O eu-lírico possui algo como uma ligação afetiva com sentimentos de teor negativo.
O efeito é surpreendente na medida em que não se diz sentir o sentimento, mas estar engajado em uma espécie de relacionamento com ele, o que implica uma troca, uma convivência pacífica e/ou uma produtividade do negativo.
-
“Bulls“, de Sleeping Through the War, All Them Witches
I’m married to my boredom
Não simplesmente estar entediado, mas casar-se com o tédio. Um casamento pode percorrer um contínuo entre compromisso e letargia; essa extensão enriquece a metáfora usada aqui. Coaduna com uma música cujo refrão é “I’m sleeping through the war” — o grande conflito, a grande perda de vidas não pode lhe tirar da cama. Compare com “By the time the first bombs fell, we were already, already bored”, em “The Suburbs“, do Arcade Fire.
-
“Zero“, de Mellon Collie and the Infinite Sadness, The Smashing Pumpkins:
I’m in love with my sadness
Não simplesmente estar triste, mas apaixonar-se pela tristeza.

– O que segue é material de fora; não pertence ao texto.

//! services/api/src/web/criteria.rs
//!
//! Handlers for a project's inclusion and exclusion criteria.

use crate::error::{core_error_response, port_error_response, HandlerError};
use crate::web::state::AppState;
use axum::{
    extract::{Path, State},
    http::StatusCode,
    response::{IntoResponse, Json},
    Extension,
};
use chrono::{DateTime, Utc};
use rapid_review_core::access;
use rapid_review_core::criteria::{self, CategoryGroup, CriteriaGroups};
use rapid_review_core::{Criterion, CriterionDraft};
use serde::{Deserialize, Serialize};
use std::sync::Arc;
use utoipa::ToSchema;
use uuid::Uuid;

#[derive(Deserialize, ToSchema)]
pub struct CriterionRequest {
    pub text: String,
    /// Criteria without a category are listed under "Uncategorized".
    pub category: Option<String>,
    pub is_inclusion: bool,
}

impl From<CriterionRequest> for CriterionDraft {
    fn from(req: CriterionRequest) -> Self {
        Self {
            text: req.text,
            category: req.category,
            is_inclusion: req.is_inclusion,
        }
    }
}

#[derive(Serialize, ToSchema, Debug)]
pub struct CriterionResponse {
    pub id: Uuid,
    pub project_id: Uuid,
    pub text: String,
    pub category: Option<String>,
    pub is_inclusion: bool,
    pub created_at: DateTime<Utc>,
}

impl From<Criterion> for CriterionResponse {
    fn from(c: Criterion) -> Self {
        Self {
            id: c.id,
            project_id: c.project_id,
            text: c.text,
            category: c.category,
            is_inclusion: c.is_inclusion,
            created_at: c.created_at,
        }
    }
}

#[derive(Serialize, ToSchema, Debug)]
pub struct CategoryGroupResponse {
    pub category: String,
    pub criteria: Vec<CriterionResponse>,
}

impl From<CategoryGroup> for CategoryGroupResponse {
    fn from(group: CategoryGroup) -> Self {
        Self {
            category: group.category,
            criteria: group.criteria.into_iter().map(CriterionResponse::from).collect(),
        }
    }
}

/// Criteria split by kind, then grouped by category in alphabetical order.
#[derive(Serialize, ToSchema, Debug)]
pub struct CriteriaGroupsResponse {
    pub inclusion: Vec<CategoryGroupResponse>,
    pub exclusion: Vec<CategoryGroupResponse>,
}

impl From<CriteriaGroups> for CriteriaGroupsResponse {
    fn from(groups: CriteriaGroups) -> Self {
        Self {
            inclusion: groups.inclusion.into_iter().map(Into::into).collect(),
            exclusion: groups.exclusion.into_iter().map(Into::into).collect(),
        }
    }
}

/// Requires a senior role in the path's project, then rejects criterion ids
/// that belong to a different project. The role check runs first so outsiders
/// cannot learn which ids exist.
async fn ensure_in_project(
    app_state: &AppState,
    project_id: Uuid,
    criterion_id: Uuid,
    user_id: Uuid,
    action: &str,
) -> Result<(), HandlerError> {
    access::require_senior(app_state.db.as_ref(), project_id, user_id)
        .await
        .map_err(|e| core_error_response(action, e))?;
    let existing = app_state
        .db
        .get_criterion(criterion_id)
        .await
        .map_err(|e| port_error_response(action, e))?;
    if existing.project_id != project_id {
        return Err((StatusCode::NOT_FOUND, "Criterion not found".to_string()));
    }
    Ok(())
}

/// List the project's criteria, grouped.
#[utoipa::path(
    get,
    path = "/projects/{project_id}/criteria",
    params(("project_id" = Uuid, Path, description = "Project id")),
    responses(
        (status = 200, description = "Grouped criteria", body = CriteriaGroupsResponse),
        (status = 403, description = "Not a project member")
    )
)]
pub async fn list_criteria_handler(
    State(app_state): State<Arc<AppState>>,
    Extension(user_id): Extension<Uuid>,
    Path(project_id): Path<Uuid>,
) -> Result<impl IntoResponse, HandlerError> {
    let groups = criteria::list_criteria(app_state.db.as_ref(), project_id, user_id)
        .await
        .map_err(|e| core_error_response("load criteria", e))?;
    Ok(Json(CriteriaGroupsResponse::from(groups)))
}

/// Add a criterion. Senior reviewers and admins only.
#[utoipa::path(
    post,
    path = "/projects/{project_id}/criteria",
    request_body = CriterionRequest,
    params(("project_id" = Uuid, Path, description = "Project id")),
    responses(
        (status = 201, description = "Criterion created", body = CriterionResponse),
        (status = 400, description = "Empty criterion text"),
        (status = 403, description = "Caller may not edit criteria")
    )
)]
pub async fn create_criterion_handler(
    State(app_state): State<Arc<AppState>>,
    Extension(user_id): Extension<Uuid>,
    Path(project_id): Path<Uuid>,
    Json(req): Json<CriterionRequest>,
) -> Result<impl IntoResponse, HandlerError> {
    let draft = CriterionDraft::from(req);
    let criterion =
        criteria::create_criterion(app_state.db.as_ref(), project_id, user_id, &draft)
            .await
            .map_err(|e| core_error_response("create criterion", e))?;
    Ok((StatusCode::CREATED, Json(CriterionResponse::from(criterion))))
}

/// Replace a criterion's text, category and kind.
#[utoipa::path(
    put,
    path = "/projects/{project_id}/criteria/{criterion_id}",
    request_body = CriterionRequest,
    params(
        ("project_id" = Uuid, Path, description = "Project id"),
        ("criterion_id" = Uuid, Path, description = "Criterion id")
    ),
    responses(
        (status = 200, description = "Criterion updated", body = CriterionResponse),
        (status = 403, description = "Caller may not edit criteria"),
        (status = 404, description = "No such criterion")
    )
)]
pub async fn update_criterion_handler(
    State(app_state): State<Arc<AppState>>,
    Extension(user_id): Extension<Uuid>,
    Path((project_id, criterion_id)): Path<(Uuid, Uuid)>,
    Json(req): Json<CriterionRequest>,
) -> Result<impl IntoResponse, HandlerError> {
    ensure_in_project(&app_state, project_id, criterion_id, user_id, "update criterion").await?;
    let draft = CriterionDraft::from(req);
    let criterion =
        criteria::update_criterion(app_state.db.as_ref(), criterion_id, user_id, &draft)
            .await
            .map_err(|e| core_error_response("update criterion", e))?;
    Ok(Json(CriterionResponse::from(criterion)))
}

/// Delete a criterion.
#[utoipa::path(
    delete,
    path = "/projects/{project_id}/criteria/{criterion_id}",
    params(
        ("project_id" = Uuid, Path, description = "Project id"),
        ("criterion_id" = Uuid, Path, description = "Criterion id")
    ),
    responses(
        (status = 204, description = "Criterion deleted"),
        (status = 403, description = "Caller may not edit criteria"),
        (status = 404, description = "No such criterion")
    )
)]
pub async fn delete_criterion_handler(
    State(app_state): State<Arc<AppState>>,
    Extension(user_id): Extension<Uuid>,
    Path((project_id, criterion_id)): Path<(Uuid, Uuid)>,
) -> Result<impl IntoResponse, HandlerError> {
    ensure_in_project(&app_state, project_id, criterion_id, user_id, "delete criterion").await?;
    criteria::delete_criterion(app_state.db.as_ref(), criterion_id, user_id)
        .await
        .map_err(|e| core_error_response("delete criterion", e))?;
    Ok(StatusCode::NO_CONTENT)
}

/// Ask the language model for more criteria and store them.
#[utoipa::path(
    post,
    path = "/projects/{project_id}/criteria/generate",
    params(("project_id" = Uuid, Path, description = "Project id")),
    responses(
        (status = 200, description = "The refreshed criteria", body = CriteriaGroupsResponse),
        (status = 403, description = "Caller may not edit criteria"),
        (status = 500, description = "Generation failed")
    )
)]
pub async fn generate_criteria_handler(
    State(app_state): State<Arc<AppState>>,
    Extension(user_id): Extension<Uuid>,
    Path(project_id): Path<Uuid>,
) -> Result<impl IntoResponse, HandlerError> {
    let groups = criteria::generate_criteria(
        app_state.db.as_ref(),
        app_state.criteria_adapter.as_ref(),
        project_id,
        user_id,
    )
    .await
    .map_err(|e| core_error_response("generate criteria", e))?;
    Ok(Json(CriteriaGroupsResponse::from(groups)))
}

Desejar a tristeza, cultivar a proximidade da tristeza, sentir saudade da tristeza (quanto a este último, compare com “I miss the comfort of being sad”, em “Frances Farmer Will Have Her Revenge in Seattle“, do Nirvana) — eis uma forte afirmação do entristecer-se.
Este verso segue a “intoxicated with the madness”, o que o carrega de loucura e intoxicação, características que, segundo certa tradição, não estão distantes da paixão, do que ela tem de doentio e desencaminhador.